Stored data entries
#####
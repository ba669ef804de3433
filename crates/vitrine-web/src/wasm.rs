#![forbid(unsafe_code)]

use std::cell::RefCell;
use std::rc::Rc;

use vitrine_core::config::PageConfig;
use vitrine_core::debug_overlay::DebugOverlay;
use vitrine_core::fit::{self, FitProfile, TargetWidth, TextFitter};
use vitrine_core::theme::{self, DeferredChange, ThemeController};
use vitrine_core::trigger::{PlatformCaps, ReactionTable, Scheduler, Task, TriggerSource};
use vitrine_core::width_sync::LayoutWidthSync;
use wasm_bindgen::prelude::*;
use wasm_bindgen_futures::JsFuture;
use web_sys::{
    AddEventListenerOptions, Document, Event, EventTarget, FontFaceSet, KeyboardEvent,
    ResizeObserver, Window,
};

use crate::dom::{
    DomDebugPage, DomThemePage, DomTimelinePage, StyledElement, by_id_html, computed_padding_x,
    html_elements, query_html,
};
use crate::logging;
use crate::storage::{BrowserStorage, describe};

const PREFERS_DARK_QUERY: &str = "(prefers-color-scheme: dark)";

/// Mount the page behaviors.
///
/// `config_json` optionally overrides any part of the default configuration.
/// While the document is still loading, mounting waits for
/// `DOMContentLoaded`.
#[wasm_bindgen]
pub fn boot(config_json: Option<String>) -> Result<(), JsValue> {
    let config = match config_json.as_deref() {
        Some(json) => PageConfig::from_json(json).map_err(|e| JsValue::from_str(&e.to_string()))?,
        None => PageConfig::default(),
    };
    logging::init(&config.log_level);

    let window = web_sys::window().ok_or_else(|| JsValue::from_str("no window"))?;
    let document = window
        .document()
        .ok_or_else(|| JsValue::from_str("no document"))?;

    if document.ready_state() != "loading" {
        return mount(window, document, config);
    }

    let deferred_window = window.clone();
    let deferred_document = document.clone();
    let callback = Closure::once_into_js(move || {
        if let Err(err) = mount(deferred_window, deferred_document, config) {
            tracing::error!(error = %describe(&err), "failed to mount page behaviors");
        }
    });
    let options = AddEventListenerOptions::new();
    options.set_once(true);
    document.add_event_listener_with_callback_and_add_event_listener_options(
        "DOMContentLoaded",
        callback.unchecked_ref(),
        &options,
    )
}

/// All page state, owned by the UI thread.
struct PageRuntime {
    window: Window,
    document: Document,
    config: PageConfig,
    theme: ThemeController<BrowserStorage>,
    debug: DebugOverlay<BrowserStorage>,
    width_sync: LayoutWidthSync,
    headline: TextFitter,
    subhead: TextFitter,
    scheduler: Scheduler,
    observers: Vec<ResizeObserver>,
}

type Shared = Rc<RefCell<PageRuntime>>;

impl PageRuntime {
    fn restore(&mut self) {
        let mut debug_page = DomDebugPage::new(&self.document, &self.config.debug);
        self.debug.restore(&mut debug_page);

        let mut theme_page = DomThemePage::new(&self.document, &self.config.theme);
        let mode = self.theme.restore(&mut theme_page);
        tracing::debug!(mode = %mode, debug = self.debug.is_enabled(), "restored preferences");
    }

    fn handle_debug_key(&mut self, key: &str) {
        let mut page = DomDebugPage::new(&self.document, &self.config.debug);
        self.debug.handle_key(key, &mut page);
    }

    fn run(&mut self, task: Task) {
        let _span = tracing::trace_span!("task", ?task).entered();
        match task {
            Task::FitHeadline => self.fit_headline(),
            Task::FitSubhead => self.fit_subhead(),
            Task::SyncTimelineWidth => {
                let timeline = &self.config.timeline;
                let mut page = DomTimelinePage::new(
                    &self.document,
                    &timeline.container_selector,
                    &timeline.reference_selector,
                );
                self.width_sync.sync(&mut page);
            }
        }
    }

    fn fit_headline(&self) {
        let config = &self.config.headline;
        let Some(measure) = query_html(&self.document, &config.measure_selector) else {
            return;
        };
        let Some(text) = by_id_html(&self.document, &config.text_id) else {
            return;
        };
        let mut words: Vec<StyledElement> = html_elements(text.query_selector_all(&config.word_selector))
            .into_iter()
            .map(StyledElement)
            .collect();
        if words.is_empty() {
            return;
        }
        let width = TargetWidth::ClientWidth.resolve(f64::from(measure.client_width()), 0.0);
        let mut container = StyledElement(text);
        fit::fit_headline(&self.headline, &mut container, &mut words, width);
    }

    fn fit_subhead(&self) {
        let config = &self.config.subhead;
        let Some(subhead_box) = query_html(&self.document, &config.box_selector) else {
            return;
        };
        let mut lines: Vec<StyledElement> = html_elements(self.document.query_selector_all(&config.line_selector))
            .into_iter()
            .map(StyledElement)
            .collect();
        if lines.is_empty() {
            return;
        }
        let width = TargetWidth::InnerWidth.resolve(
            f64::from(subhead_box.client_width()),
            computed_padding_x(&self.window, &subhead_box),
        );
        fit::fit_lines(&self.subhead, &mut lines, width);
    }
}

fn mount(window: Window, document: Document, config: PageConfig) -> Result<(), JsValue> {
    let prefers_dark = window
        .match_media(PREFERS_DARK_QUERY)
        .ok()
        .flatten()
        .is_some_and(|query| query.matches());
    let caps = PlatformCaps {
        resize_observer: has_global(&window, "ResizeObserver"),
        font_loading: font_face_set(&document).is_some(),
    };
    tracing::debug!(?caps, prefers_dark, "mounting page behaviors");

    let runtime = PageRuntime {
        theme: ThemeController::new(
            BrowserStorage::from_window(&window),
            config.theme.clone(),
            prefers_dark,
        ),
        debug: DebugOverlay::new(BrowserStorage::from_window(&window), config.debug.clone()),
        width_sync: LayoutWidthSync::new(config.timeline.clone()),
        headline: TextFitter::new(FitProfile::Headline).with_range(config.headline.range),
        subhead: TextFitter::new(FitProfile::Subhead).with_range(config.subhead.range),
        scheduler: Scheduler::new(ReactionTable::standard(caps)),
        observers: Vec::new(),
        window,
        document,
        config,
    };
    let shared: Shared = Rc::new(RefCell::new(runtime));
    shared.borrow_mut().restore();

    install_debug_key(&shared)?;
    install_theme_toggles(&shared)?;
    install_resize(&shared)?;
    install_visibility(&shared)?;
    install_font_readiness(&shared)?;

    dispatch(&shared, TriggerSource::Startup);
    Ok(())
}

/// Route a trigger through the scheduler and run what is due now.
fn dispatch(shared: &Shared, source: TriggerSource) {
    let outcome = shared.borrow_mut().scheduler.dispatch(source);
    if outcome.request_frame {
        request_frame(shared);
    }
    let mut runtime = shared.borrow_mut();
    for task in outcome.run_now {
        runtime.run(task);
    }
}

/// Toggle the theme and broadcast the change.
///
/// `themechange` listeners run inside `dispatchEvent` and may toggle again, so
/// the runtime is released before the event is sent.
fn toggle_theme(shared: &Shared) {
    let (document, config) = {
        let runtime = shared.borrow();
        (runtime.document.clone(), runtime.config.theme.clone())
    };
    let mut page = DeferredChange::new(DomThemePage::new(&document, &config));
    shared.borrow().theme.toggle(&mut page);
    page.flush();
}

fn request_frame(shared: &Shared) {
    let handle = Rc::clone(shared);
    let callback = Closure::once_into_js(move |_timestamp: f64| run_frame(&handle));
    let window = shared.borrow().window.clone();
    if let Err(err) = window.request_animation_frame(callback.unchecked_ref()) {
        tracing::warn!(error = %describe(&err), "requestAnimationFrame failed, measuring now");
        run_frame(shared);
    }
}

fn run_frame(shared: &Shared) {
    let tasks = shared.borrow_mut().scheduler.on_frame();
    let mut runtime = shared.borrow_mut();
    for task in tasks {
        runtime.run(task);
    }
}

/// Attach a long-lived listener. The closure lives as long as the page.
fn listen(
    target: &EventTarget,
    event: &str,
    passive: bool,
    handler: impl FnMut(Event) + 'static,
) -> Result<(), JsValue> {
    let closure = Closure::<dyn FnMut(Event)>::new(handler);
    let options = AddEventListenerOptions::new();
    options.set_passive(passive);
    target.add_event_listener_with_callback_and_add_event_listener_options(
        event,
        closure.as_ref().unchecked_ref(),
        &options,
    )?;
    closure.forget();
    Ok(())
}

fn has_global(window: &Window, name: &str) -> bool {
    js_sys::Reflect::has(window, &JsValue::from_str(name)).unwrap_or(false)
}

fn font_face_set(document: &Document) -> Option<FontFaceSet> {
    js_sys::Reflect::get(document, &JsValue::from_str("fonts"))
        .ok()
        .filter(|fonts| !fonts.is_undefined() && !fonts.is_null())
        .and_then(|fonts| fonts.dyn_into::<FontFaceSet>().ok())
}

fn install_debug_key(shared: &Shared) -> Result<(), JsValue> {
    let document = shared.borrow().document.clone();
    let handle = Rc::clone(shared);
    listen(&document, "keydown", true, move |event| {
        if let Some(event) = event.dyn_ref::<KeyboardEvent>() {
            handle.borrow_mut().handle_debug_key(&event.key());
        }
    })
}

fn install_theme_toggles(shared: &Shared) -> Result<(), JsValue> {
    let (toggle, arrow) = {
        let runtime = shared.borrow();
        let config = &runtime.config.theme;
        (
            runtime.document.get_element_by_id(&config.toggle_id),
            runtime.document.query_selector(&config.arrow_selector).ok().flatten(),
        )
    };

    if let Some(toggle) = toggle {
        let handle = Rc::clone(shared);
        listen(&toggle, "click", false, move |_| {
            toggle_theme(&handle);
        })?;
    }

    if let Some(arrow) = arrow {
        arrow.set_attribute("role", theme::TOGGLE_ROLE)?;
        arrow.set_attribute("tabindex", theme::TOGGLE_TABINDEX)?;
        arrow.set_attribute("aria-label", theme::TOGGLE_ARIA_LABEL)?;

        let handle = Rc::clone(shared);
        listen(&arrow, "click", false, move |_| {
            toggle_theme(&handle);
        })?;

        let handle = Rc::clone(shared);
        listen(&arrow, "keydown", false, move |event| {
            let Some(key_event) = event.dyn_ref::<KeyboardEvent>() else {
                return;
            };
            if theme::is_activation_key(&key_event.key()) {
                event.prevent_default();
                toggle_theme(&handle);
            }
        })?;
    }
    Ok(())
}

fn install_resize(shared: &Shared) -> Result<(), JsValue> {
    let (window, document, table, headline_selector, subhead_selector) = {
        let runtime = shared.borrow();
        (
            runtime.window.clone(),
            runtime.document.clone(),
            runtime.scheduler.table().clone(),
            runtime.config.headline.measure_selector.clone(),
            runtime.config.subhead.box_selector.clone(),
        )
    };

    for (source, selector) in [
        (TriggerSource::HeadlineResize, headline_selector),
        (TriggerSource::SubheadResize, subhead_selector),
    ] {
        if !table.listens_to(source) {
            continue;
        }
        let Some(target) = query_html(&document, &selector) else {
            continue;
        };
        let handle = Rc::clone(shared);
        let callback = Closure::<dyn FnMut(js_sys::Array, ResizeObserver)>::new(
            move |_entries: js_sys::Array, _observer: ResizeObserver| dispatch(&handle, source),
        );
        let observer = ResizeObserver::new(callback.as_ref().unchecked_ref())?;
        observer.observe(&target);
        callback.forget();
        shared.borrow_mut().observers.push(observer);
    }

    if table.listens_to(TriggerSource::WindowResize) {
        let handle = Rc::clone(shared);
        listen(&window, "resize", true, move |_| {
            dispatch(&handle, TriggerSource::WindowResize);
        })?;
    }
    Ok(())
}

fn install_visibility(shared: &Shared) -> Result<(), JsValue> {
    let document = shared.borrow().document.clone();
    let handle = Rc::clone(shared);
    let watched = document.clone();
    listen(&document, "visibilitychange", false, move |_| {
        if !watched.hidden() {
            dispatch(&handle, TriggerSource::VisibilityRestored);
        }
    })
}

fn install_font_readiness(shared: &Shared) -> Result<(), JsValue> {
    let (window, document) = {
        let runtime = shared.borrow();
        (runtime.window.clone(), runtime.document.clone())
    };

    if let Some(fonts) = font_face_set(&document) {
        let ready = fonts.ready()?;
        let handle = Rc::clone(shared);
        wasm_bindgen_futures::spawn_local(async move {
            match JsFuture::from(ready).await {
                Ok(_) => dispatch(&handle, TriggerSource::FontsReady),
                Err(err) => {
                    tracing::debug!(error = %describe(&err), "font readiness rejected, keeping current fit");
                }
            }
        });
        return Ok(());
    }

    let handle = Rc::clone(shared);
    let callback = Closure::once_into_js(move || dispatch(&handle, TriggerSource::Deferred));
    window.set_timeout_with_callback_and_timeout_and_arguments_0(callback.unchecked_ref(), 0)?;
    Ok(())
}
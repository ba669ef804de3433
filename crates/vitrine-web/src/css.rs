#![forbid(unsafe_code)]

//! CSS value helpers shared by the DOM adapters.

/// Parse the leading number of a computed CSS length, `parseFloat` style.
///
/// `"12.5px"` gives `12.5`; anything without a leading number gives `0.0`.
#[must_use]
pub fn parse_px(value: &str) -> f64 {
    let value = value.trim_start();
    let bytes = value.as_bytes();
    let mut end = 0;
    let mut seen_digit = false;
    let mut seen_dot = false;

    if matches!(bytes.first(), Some(b'-' | b'+')) {
        end = 1;
    }
    while let Some(&b) = bytes.get(end) {
        match b {
            b'0'..=b'9' => seen_digit = true,
            b'.' if !seen_dot => seen_dot = true,
            _ => break,
        }
        end += 1;
    }
    if !seen_digit {
        return 0.0;
    }
    value[..end].parse().unwrap_or(0.0)
}

/// Horizontal padding from computed `padding-left` / `padding-right`.
#[must_use]
pub fn padding_x(left: &str, right: &str) -> f64 {
    parse_px(left) + parse_px(right)
}

/// Format a px length for an inline style.
#[must_use]
pub fn format_px(px: f64) -> String {
    format!("{px}px")
}

#[cfg(test)]
mod tests {
    use super::*;
    use pretty_assertions::assert_eq;

    #[test]
    fn parses_lengths() {
        assert_eq!(parse_px("12.5px"), 12.5);
        assert_eq!(parse_px("0px"), 0.0);
        assert_eq!(parse_px("  24px"), 24.0);
        assert_eq!(parse_px("-3px"), -3.0);
        assert_eq!(parse_px(".5em"), 0.5);
    }

    #[test]
    fn garbage_is_zero() {
        assert_eq!(parse_px(""), 0.0);
        assert_eq!(parse_px("auto"), 0.0);
        assert_eq!(parse_px("-"), 0.0);
        assert_eq!(parse_px("."), 0.0);
    }

    #[test]
    fn padding_sums_both_sides() {
        assert_eq!(padding_x("16px", "24px"), 40.0);
        assert_eq!(padding_x("", "8px"), 8.0);
    }

    #[test]
    fn formats_px() {
        assert_eq!(format_px(199.5), "199.5px");
        assert_eq!(format_px(48.0), "48px");
    }
}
#####
Your objective: Reproduce, exactly as they stand in the data above, the lines from the one that holds "dispatch(&shared, TriggerSource::Startup);" to the one that holds "toggle again, so", inclusive.

Solution to this exercise:
    dispatch(&shared, TriggerSource::Startup);
    Ok(())
}

/// Route a trigger through the scheduler and run what is due now.
fn dispatch(shared: &Shared, source: TriggerSource) {
    let outcome = shared.borrow_mut().scheduler.dispatch(source);
    if outcome.request_frame {
        request_frame(shared);
    }
    let mut runtime = shared.borrow_mut();
    for task in outcome.run_now {
        runtime.run(task);
    }
}

/// Toggle the theme and broadcast the change.
///
/// `themechange` listeners run inside `dispatchEvent` and may toggle again, so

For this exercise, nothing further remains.